Exercise objective – Using the data that follows, return exactly the lines from the one that contains "impl ValidationRule for Url" through the one that contains "the inner rule.", ends included.

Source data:
##########
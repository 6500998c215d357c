//! Field rules.
//!
//! Every rule carries the message a client sees when it fails. String rules
//! reject non-string values with a type-mismatch message of their own, so a
//! field whose value has the wrong type fails on its first rule.

use crate::validation::error::{FieldError, ValidationError, ValidationErrorKind};
use crate::validation::value::FieldValue;
use regex::Regex;
use std::borrow::Cow;
use std::sync::LazyLock;

// ═══════════════════════════════════════════════════════════════════════════════
// Pre-compiled Regex Patterns
// ═══════════════════════════════════════════════════════════════════════════════

/// Email validation regex (RFC 5322 simplified).
static EMAIL_REGEX: LazyLock<Regex> = LazyLock::new(|| {
    Regex::new(
        r"^[a-zA-Z0-9.!#$%&'*+/=?^_`{|}~-]+@[a-zA-Z0-9](?:[a-zA-Z0-9-]{0,61}[a-zA-Z0-9])?(?:\.[a-zA-Z0-9](?:[a-zA-Z0-9-]{0,61}[a-zA-Z0-9])?)+$"
    ).expect("Invalid email regex")
});

/// Absolute URL with a scheme.
static URL_REGEX: LazyLock<Regex> = LazyLock::new(|| {
    Regex::new(r"^[a-zA-Z][a-zA-Z0-9+.-]*://[^\s/?#]+[^\s]*$").expect("Invalid URL regex")
});

type Message = Cow<'static, str>;

// ═══════════════════════════════════════════════════════════════════════════════
// Validation Rule Trait
// ═══════════════════════════════════════════════════════════════════════════════

/// A check applied to one field.
pub trait ValidationRule: Send + Sync {
    /// Validate the value and return the error, if any.
    fn validate(&self, value: &FieldValue<'_>) -> Option<FieldError>;

    /// Get a description of this rule.
    fn description(&self) -> String;
}

fn type_error(expected: &str, value: &FieldValue<'_>) -> FieldError {
    let received = value.type_name();
    FieldError::new(
        ValidationErrorKind::InvalidType {
            expected: expected.to_string(),
            received: received.to_string(),
        },
        format!("Invalid type: Expected {} but received {}", expected, received),
    )
}

fn expect_str<'a>(value: &FieldValue<'a>) -> Result<&'a str, FieldError> {
    value.as_str().ok_or_else(|| type_error("string", value))
}

// ═══════════════════════════════════════════════════════════════════════════════
// Type Rules
// ═══════════════════════════════════════════════════════════════════════════════

/// Value must be a string.
#[derive(Debug, Clone, Default)]
pub struct IsString;

impl ValidationRule for IsString {
    fn validate(&self, value: &FieldValue<'_>) -> Option<FieldError> {
        expect_str(value).err()
    }

    fn description(&self) -> String {
        "string".to_string()
    }
}

/// Value must be a JSON object.
#[derive(Debug, Clone, Default)]
pub struct IsObject;

impl ValidationRule for IsObject {
    fn validate(&self, value: &FieldValue<'_>) -> Option<FieldError> {
        (!value.is_object()).then(|| type_error("Object", value))
    }

    fn description(&self) -> String {
        "object".to_string()
    }
}

// ═══════════════════════════════════════════════════════════════════════════════
// String Rules
// ═══════════════════════════════════════════════════════════════════════════════

/// String of at least `min` characters.
#[derive(Debug, Clone)]
pub struct MinLength {
    min: usize,
    message: Message,
}

impl MinLength {
    pub fn new(min: usize, message: impl Into<Message>) -> Self {
        Self {
            min,
            message: message.into(),
        }
    }
}

/// Shorthand for `MinLength::new(1, message)`.
pub fn non_empty(message: impl Into<Message>) -> MinLength {
    MinLength::new(1, message)
}

impl ValidationRule for MinLength {
    fn validate(&self, value: &FieldValue<'_>) -> Option<FieldError> {
        let s = match expect_str(value) {
            Ok(s) => s,
            Err(e) => return Some(e),
        };
        let actual = s.chars().count();
        (actual < self.min).then(|| {
            FieldError::new(
                ValidationErrorKind::MinLength {
                    min: self.min,
                    actual,
                },
                self.message.clone(),
            )
        })
    }

    fn description(&self) -> String {
        format!("at least {} characters", self.min)
    }
}

/// Email address.
#[derive(Debug, Clone)]
pub struct Email {
    message: Message,
}

impl Email {
    pub fn new(message: impl Into<Message>) -> Self {
        Self {
            message: message.into(),
        }
    }
}

impl ValidationRule for Email {
    fn validate(&self, value: &FieldValue<'_>) -> Option<FieldError> {
        let s = match expect_str(value) {
            Ok(s) => s,
            Err(e) => return Some(e),
        };
        (!EMAIL_REGEX.is_match(s))
            .then(|| FieldError::new(ValidationErrorKind::InvalidEmail, self.message.clone()))
    }

    fn description(&self) -> String {
        "valid email format".to_string()
    }
}

/// Absolute URL.
#[derive(Debug, Clone)]
pub struct Url {
    message: Message,
}

impl Url {
    pub fn new(message: impl Into<Message>) -> Self {
        Self {
            message: message.into(),
        }
    }
}

impl ValidationRule for Url {
    fn validate(&self, value: &FieldValue<'_>) -> Option<FieldError> {
        let s = match expect_str(value) {
            Ok(s) => s,
            Err(e) => return Some(e),
        };
        (!URL_REGEX.is_match(s))
            .then(|| FieldError::new(ValidationErrorKind::InvalidUrl, self.message.clone()))
    }

    fn description(&self) -> String {
        "valid URL format".to_string()
    }
}

/// String matching a regex.
#[derive(Debug, Clone)]
pub struct Pattern {
    regex: Regex,
    message: Message,
}

impl Pattern {
    /// Create a new pattern rule from a regex string.
    pub fn new(pattern: &str, message: impl Into<Message>) -> Result<Self, regex::Error> {
        Ok(Self {
            regex: Regex::new(pattern)?,
            message: message.into(),
        })
    }
}

impl ValidationRule for Pattern {
    fn validate(&self, value: &FieldValue<'_>) -> Option<FieldError> {
        let s = match expect_str(value) {
            Ok(s) => s,
            Err(e) => return Some(e),
        };
        (!self.regex.is_match(s)).then(|| {
            FieldError::new(
                ValidationErrorKind::Pattern {
                    pattern: self.regex.as_str().to_string(),
                },
                self.message.clone(),
            )
        })
    }

    fn description(&self) -> String {
        format!("matches pattern: {}", self.regex.as_str())
    }
}

/// Accepts the empty string, otherwise defers to the inner rule.
#[derive(Debug, Clone)]
pub struct EmptyOr<R>(pub R);

impl<R: ValidationRule> ValidationRule for EmptyOr<R> {
    fn validate(&self, value: &FieldValue<'_>) -> Option<FieldError> {
        match value.as_str() {
            Some("") => None,
            _ => self.0.validate(value),
        }
    }

    fn description(&self) -> String {
        format!("empty or {}", self.0.description())
    }
}

// ═══════════════════════════════════════════════════════════════════════════════
// File Rules
// ═══════════════════════════════════════════════════════════════════════════════

/// Value must be an uploaded file.
#[derive(Debug, Clone)]
pub struct IsFile {
    message: Message,
}

impl IsFile {
    pub fn new(message: impl Into<Message>) -> Self {
        Self {
            message: message.into(),
        }
    }
}

impl ValidationRule for IsFile {
    fn validate(&self, value: &FieldValue<'_>) -> Option<FieldError> {
        value.as_file().is_none().then(|| {
            FieldError::new(
                ValidationErrorKind::InvalidType {
                    expected: "File".to_string(),
                    received: value.type_name().to_string(),
                },
                self.message.clone(),
            )
        })
    }

    fn description(&self) -> String {
        "file".to_string()
    }
}

/// File with an `image/*` content type.
#[derive(Debug, Clone)]
pub struct ImageFile {
    message: Message,
}

impl ImageFile {
    pub fn new(message: impl Into<Message>) -> Self {
        Self {
            message: message.into(),
        }
    }
}

impl ValidationRule for ImageFile {
    fn validate(&self, value: &FieldValue<'_>) -> Option<FieldError> {
        let file = value.as_file()?;
        (!file.content_type.starts_with("image")).then(|| {
            FieldError::new(
                ValidationErrorKind::InvalidFileType {
                    content_type: file.content_type.clone(),
                },
                self.message.clone(),
            )
        })
    }

    fn description(&self) -> String {
        "image file".to_string()
    }
}

/// File with at least one byte.
#[derive(Debug, Clone)]
pub struct NonEmptyFile {
    message: Message,
}

impl NonEmptyFile {
    pub fn new(message: impl Into<Message>) -> Self {
        Self {
            message: message.into(),
        }
    }
}

impl ValidationRule for NonEmptyFile {
    fn validate(&self, value: &FieldValue<'_>) -> Option<FieldError> {
        let file = value.as_file()?;
        (file.size() == 0)
            .then(|| FieldError::new(ValidationErrorKind::EmptyFile, self.message.clone()))
    }

    fn description(&self) -> String {
        "non-empty file".to_string()
    }
}

/// File strictly smaller than `max` bytes.
#[derive(Debug, Clone)]
pub struct MaxFileSize {
    max: u64,
    message: Message,
}

impl MaxFileSize {
    /// Rule with the message `Max size is <size>`, e.g. `Max size is 5 MiB`.
    pub fn new(max: u64) -> Self {
        Self {
            max,
            message: Cow::Owned(format!("Max size is {}", format_binary_size(max))),
        }
    }

    pub fn max(&self) -> u64 {
        self.max
    }

    /// This rule's rejection for a file too large to be buffered at all.
    /// The actual size is unknown, so it is reported as the limit.
    pub fn exceeded(&self, field: &str) -> ValidationError {
        ValidationError::field(
            field,
            FieldError::new(
                ValidationErrorKind::FileTooLarge {
                    max: self.max,
                    actual: self.max,
                },
                self.message.clone(),
            ),
        )
    }
}

impl ValidationRule for MaxFileSize {
    fn validate(&self, value: &FieldValue<'_>) -> Option<FieldError> {
        let file = value.as_file()?;
        (file.size() >= self.max).then(|| {
            FieldError::new(
                ValidationErrorKind::FileTooLarge {
                    max: self.max,
                    actual: file.size(),
                },
                self.message.clone(),
            )
        })
    }

    fn description(&self) -> String {
        format!("smaller than {}", format_binary_size(self.max))
    }
}

// ═══════════════════════════════════════════════════════════════════════════════
// Size Formatting
// ═══════════════════════════════════════════════════════════════════════════════

const BINARY_UNITS: [&str; 7] = ["B", "kiB", "MiB", "GiB", "TiB", "PiB", "EiB"];

/// Format a byte count with binary units and three significant digits.
///
/// `5_242_880` → `"5 MiB"`, `1536` → `"1.5 kiB"`, `100` → `"100 B"`.
pub fn format_binary_size(bytes: u64) -> String {
    let mut value = bytes as f64;
    let mut unit = 0;
    while value >= 1024.0 && unit < BINARY_UNITS.len() - 1 {
        value /= 1024.0;
        unit += 1;
    }

    let decimals = if value >= 100.0 {
        0
    } else if value >= 10.0 {
        1
    } else {
        2
    };
    let mut number = format!("{:.*}", decimals, value);
    if number.contains('.') {
        number = number.trim_end_matches('0').trim_end_matches('.').to_string();
    }
    format!("{} {}", number, BINARY_UNITS[unit])
}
##########
Solved exercise –
impl ValidationRule for Url {
    fn validate(&self, value: &FieldValue<'_>) -> Option<FieldError> {
        let s = match expect_str(value) {
            Ok(s) => s,
            Err(e) => return Some(e),
        };
        (!URL_REGEX.is_match(s))
            .then(|| FieldError::new(ValidationErrorKind::InvalidUrl, self.message.clone()))
    }

    fn description(&self) -> String {
        "valid URL format".to_string()
    }
}

/// String matching a regex.
#[derive(Debug, Clone)]
pub struct Pattern {
    regex: Regex,
    message: Message,
}

impl Pattern {
    /// Create a new pattern rule from a regex string.
    pub fn new(pattern: &str, message: impl Into<Message>) -> Result<Self, regex::Error> {
        Ok(Self {
            regex: Regex::new(pattern)?,
            message: message.into(),
        })
    }
}

impl ValidationRule for Pattern {
    fn validate(&self, value: &FieldValue<'_>) -> Option<FieldError> {
        let s = match expect_str(value) {
            Ok(s) => s,
            Err(e) => return Some(e),
        };
        (!self.regex.is_match(s)).then(|| {
            FieldError::new(
                ValidationErrorKind::Pattern {
                    pattern: self.regex.as_str().to_string(),
                },
                self.message.clone(),
            )
        })
    }

    fn description(&self) -> String {
        format!("matches pattern: {}", self.regex.as_str())
    }
}

/// Accepts the empty string, otherwise defers to the inner rule.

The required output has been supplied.